During this sensitive maturational period, the brain is particularly vulnerable to the harmful effects of drugs of abuse, including tobacco and nicotine products. Nicotine is the primary psychoactive constituent in tobacco products and binds to nicotinic acetylcholine receptors (nAChRs), which are pentameric ligand-gated ion channels composed of α and β subunits (α1-7, 9–10; β1-4). nAChRs are widely distributed throughout the human and rodent brain and periphery, and are critical in the processes of the neuromuscular junction, neurotransmitter release, brain maturation, reward processing, and cognition.[36–45] nAChRs are activated endogenously by acetylcholine or exogenously by nicotine, and are expressed by the majority of neuronal subtypes, including dopaminergic neurons, which facilitate drug intake and abuse.[46–49] Nicotine exposure during adolescence, in particular, disrupts the normal development and expression of neuronal nAChRs, ultimately altering the function and pharmacology of the receptor subunits and changing the release of dopamine, serotonin, GABA, glutamate, and other reward-related neurotransmitters.[50–52]

Many factors are recognized to contribute to the onset of teenage substance abuse, such as genetics, stress, and socioeconomic status.[53,54] While various mechanisms may impact substance abuse and addiction, this review focuses on the influence of developmental nicotine exposure on long-term changes in reward neural circuitry and subsequent drug use.
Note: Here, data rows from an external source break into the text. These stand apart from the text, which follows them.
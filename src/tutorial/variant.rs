use std::path::PathBuf;

use crate::gfx::{texture::TextureFilter, TextureOptions, Vertex, VertexAttribute};

/// What a variant's frame loop needs beyond "program + vertices".
#[derive(Debug, Clone, Copy, PartialEq, Eq)]
pub struct Capabilities {
    pub texture: bool,
    pub camera: bool,
    pub indices: bool,
}

#[derive(Debug, Clone, Copy, PartialEq, Eq, clap::ValueEnum)]
pub enum Variant {
    /// Two overlapping vertex-colored triangles.
    Triangles,
    /// A single vertex-colored triangle.
    Colored,
    /// An indexed, textured quad viewed through a movable camera.
    Textured,
}

#[derive(Debug, Clone, PartialEq, Eq)]
pub enum ShaderSource {
    Inline {
        vtx: &'static str,
        frag: &'static str,
    },
    Files {
        vtx: PathBuf,
        frag: PathBuf,
    },
}

///////////////////////////////////////////////////////////////////////////////////////////////////////////////////////
//                                                 Variant Data                                                      //
///////////////////////////////////////////////////////////////////////////////////////////////////////////////////////

const TRIANGLES_VERTS: [Vertex; 6] = [
    Vertex::new([-0.1, 0.1, -0.9], [1.0, 0.0, 0.0]),
    Vertex::new([0.8, 0.2, -0.9], [0.0, 1.0, 0.0]),
    Vertex::new([0.0, -1.0, -0.9], [0.0, 0.0, 1.0]),
    //
    Vertex::new([-0.6, 0.4, 0.0], [1.0, 0.0, 0.0]),
    Vertex::new([0.6, 0.4, 0.0], [0.0, 1.0, 0.0]),
    Vertex::new([0.0, -0.6, 0.0], [0.0, 0.0, 1.0]),
];

const TRIANGLES_LAYOUT: [VertexAttribute; 2] = [
    VertexAttribute::position("vPos"),
    VertexAttribute::color("vCol"),
];

const TRIANGLES_VS: &str = "#version 330 core
in vec3 vPos;
in vec3 vCol;
out vec3 color;
void main()
{
    gl_Position = vec4(vPos, 1.0);
    color = vCol;
}
";

const TRIANGLES_FS: &str = "#version 330 core
in vec3 color;
out vec4 FragColor;
void main()
{
    FragColor = vec4(color, 1.0);
}
";

const COLORED_VERTS: [Vertex; 3] = [
    Vertex::new([0.5, -0.5, 0.0], [1.0, 0.0, 0.0]),  // bottom right
    Vertex::new([-0.5, -0.5, 0.0], [0.0, 1.0, 0.0]), // bottom left
    Vertex::new([0.0, 0.5, 0.0], [0.0, 0.0, 1.0]),   // top
];

const COLORED_LAYOUT: [VertexAttribute; 2] = [
    VertexAttribute::position("aPos"),
    VertexAttribute::color("aColor"),
];

const COLORED_VS: &str = "#version 330 core
layout (location = 0) in vec3 aPos;
layout (location = 1) in vec3 aColor;
out vec3 ourColor;
void main()
{
    gl_Position = vec4(aPos, 1.0);
    ourColor = aColor;
}
";

const COLORED_FS: &str = "#version 330 core
in vec3 ourColor;
out vec4 FragColor;
void main()
{
    FragColor = vec4(ourColor, 1.0);
}
";

// Texture coordinates are mirrored so the image reads upright on the quad
const TEXTURED_VERTS: [Vertex; 4] = [
    Vertex::textured([-0.9, -0.9, 0.0], [1.0, 0.0, 0.0], [1.0, 1.0]),
    Vertex::textured([-0.9, 0.9, 0.0], [0.0, 1.0, 0.0], [1.0, 0.0]),
    Vertex::textured([0.9, -0.9, 0.0], [0.0, 1.0, 0.0], [0.0, 1.0]),
    Vertex::textured([0.9, 0.9, 0.0], [0.0, 0.0, 1.0], [0.0, 0.0]),
];

const TEXTURED_INDICES: [u32; 6] = [0, 1, 2, 1, 2, 3];

const TEXTURED_LAYOUT: [VertexAttribute; 2] = [
    VertexAttribute::position("vPos"),
    VertexAttribute::tex_coord("vTxt"),
];

pub const TEXTURED_VS_PATH: &str = "Shaders/textured.vs";
pub const TEXTURED_FS_PATH: &str = "Shaders/textured.fs";
pub const DEFAULT_TEXTURE_PATH: &str = "assets/gato.png";

impl Variant {
    pub fn capabilities(self) -> Capabilities {
        match self {
            Variant::Triangles | Variant::Colored => Capabilities {
                texture: false,
                camera: false,
                indices: false,
            },
            Variant::Textured => Capabilities {
                texture: true,
                camera: true,
                indices: true,
            },
        }
    }

    pub fn vertices(self) -> &'static [Vertex] {
        match self {
            Variant::Triangles => &TRIANGLES_VERTS,
            Variant::Colored => &COLORED_VERTS,
            Variant::Textured => &TEXTURED_VERTS,
        }
    }

    pub fn indices(self) -> Option<&'static [u32]> {
        match self {
            Variant::Textured => Some(&TEXTURED_INDICES),
            _ => None,
        }
    }

    pub fn layout(self) -> &'static [VertexAttribute] {
        match self {
            Variant::Triangles => &TRIANGLES_LAYOUT,
            Variant::Colored => &COLORED_LAYOUT,
            Variant::Textured => &TEXTURED_LAYOUT,
        }
    }

    pub fn shader_source(self) -> ShaderSource {
        match self {
            Variant::Triangles => ShaderSource::Inline {
                vtx: TRIANGLES_VS,
                frag: TRIANGLES_FS,
            },
            Variant::Colored => ShaderSource::Inline {
                vtx: COLORED_VS,
                frag: COLORED_FS,
            },
            Variant::Textured => ShaderSource::Files {
                vtx: TEXTURED_VS_PATH.into(),
                frag: TEXTURED_FS_PATH.into(),
            },
        }
    }
}

///////////////////////////////////////////////////////////////////////////////////////////////////////////////////////
//                                                 Scene Config                                                      //
///////////////////////////////////////////////////////////////////////////////////////////////////////////////////////

/// Everything needed to build a [`super::Scene`], resolved before the window opens.
#[derive(Debug, Clone, PartialEq, Eq)]
pub struct SceneConfig {
    pub variant: Variant,
    pub shaders: ShaderSource,
    pub texture: Option<PathBuf>,
    pub texture_options: TextureOptions,
}

impl SceneConfig {
    pub fn new(variant: Variant) -> Self {
        let texture = variant
            .capabilities()
            .texture
            .then(|| PathBuf::from(DEFAULT_TEXTURE_PATH));

        Self {
            variant,
            shaders: variant.shader_source(),
            texture,
            texture_options: TextureOptions {
                filter: TextureFilter::LinearMipmapLinear,
            },
        }
    }

    pub fn with_shader_files(mut self, vtx: PathBuf, frag: PathBuf) -> Self {
        self.shaders = ShaderSource::Files { vtx, frag };
        self
    }

    /// Only takes effect for variants that sample a texture.
    pub fn with_texture(mut self, path: PathBuf) -> Self {
        if self.variant.capabilities().texture {
            self.texture = Some(path);
        } else {
            log::warn!("{:?} does not use a texture, ignoring {}", self.variant, path.display());
        }
        self
    }

    pub fn capabilities(&self) -> Capabilities {
        self.variant.capabilities()
    }
}

#[cfg(test)]
mod tests {
    use clap::ValueEnum;

    use super::*;

    #[test]
    fn indexed_variants_carry_indices() {
        for variant in Variant::value_variants() {
            let caps = variant.capabilities();
            assert_eq!(caps.indices, variant.indices().is_some(), "{variant:?}");

            if let Some(indices) = variant.indices() {
                assert_eq!(indices.len() % 3, 0);
                assert!(indices
                    .iter()
                    .all(|&i| (i as usize) < variant.vertices().len()));
            } else {
                assert_eq!(variant.vertices().len() % 3, 0);
            }
        }
    }

    #[test]
    fn layouts_fit_inside_a_vertex() {
        for variant in Variant::value_variants() {
            for attr in variant.layout() {
                assert!(attr.offset + attr.size() <= size_of::<Vertex>(), "{attr:?}");
            }
        }
    }

    #[test]
    fn inline_shaders_declare_version_first() {
        for variant in Variant::value_variants() {
            if let ShaderSource::Inline { vtx, frag } = variant.shader_source() {
                assert!(vtx.starts_with("#version 330 core\n"));
                assert!(frag.starts_with("#version 330 core\n"));
                for attr in variant.layout() {
                    assert!(vtx.contains(attr.name), "{} missing from {variant:?}", attr.name);
                }
            }
        }
    }

    #[test]
    fn shipped_textured_assets_are_usable() {
        let root = std::path::Path::new(env!("CARGO_MANIFEST_DIR"));

        let vtx = std::fs::read_to_string(root.join(TEXTURED_VS_PATH)).unwrap();
        let frag = std::fs::read_to_string(root.join(TEXTURED_FS_PATH)).unwrap();
        assert!(vtx.starts_with("#version 330 core\n"));
        assert!(frag.starts_with("#version 330 core\n"));
        for attr in Variant::Textured.layout() {
            assert!(vtx.contains(attr.name));
        }
        for uniform in ["model", "view", "projection"] {
            assert!(vtx.contains(&format!("uniform mat4 {uniform};")));
        }
        assert!(frag.contains("uniform sampler2D texture1;"));

        let image = crate::gfx::texture::decode(&root.join(DEFAULT_TEXTURE_PATH)).unwrap();
        assert_eq!(image.pixels.len(), (image.width * image.height * 4) as usize);
    }

    #[test]
    fn textured_config_defaults() {
        let config = SceneConfig::new(Variant::Textured);
        assert_eq!(config.texture.as_deref(), Some(std::path::Path::new(DEFAULT_TEXTURE_PATH)));
        assert_eq!(
            config.shaders,
            ShaderSource::Files {
                vtx: TEXTURED_VS_PATH.into(),
                frag: TEXTURED_FS_PATH.into(),
            }
        );
    }

    #[test]
    fn untextured_variants_ignore_texture_override() {
        let config = SceneConfig::new(Variant::Colored).with_texture("cat.png".into());
        assert_eq!(config.texture, None);
        assert!(matches!(config.shaders, ShaderSource::Inline { .. }));

        let config = SceneConfig::new(Variant::Textured).with_texture("cat.png".into());
        assert_eq!(config.texture, Some(PathBuf::from("cat.png")));
    }
}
We highlight findings from both human and rodent studies, as animal models provide insight into human brain maturation, physiology, and behavior.[32,55,56] We argue that the effects of nicotine are highly dependent on timing of exposure, and that nAChRs interact with other drug receptor systems to directly mediate reward and reinforcement.

Clinical Implications. The escalation in teenage use of nicotine products prompts the need to raise awareness of the detrimental effects of developmental nicotine exposure. A more complete understanding of nicotine's gateway effects during adolescence is critical due to the extremely high and rising economic and societal costs, as well as deaths, associated with substance use. Estimates suggest that drug dependence in the U.S. is associated with over $700 billion in annual costs and more than 64,000 drug overdose deaths in 2016, which is nearly double what was observed the prior decade and continues to climb.[57–59] We provide evidence for the gateway hypothesis in an effort to build knowledge for Emergency Department clinicians and other healthcare professionals to exhaustively advise their patients and patients' caretakers. The depth of this understanding, specifically the molecular consequences of adolescent nicotine use, allows for individualized treatment plans with a greater emphasis on medication interactions, care coordination, community resources, education, and advocacy. These clinical adjustments may contribute to decreases in addiction and drug-related emergencies.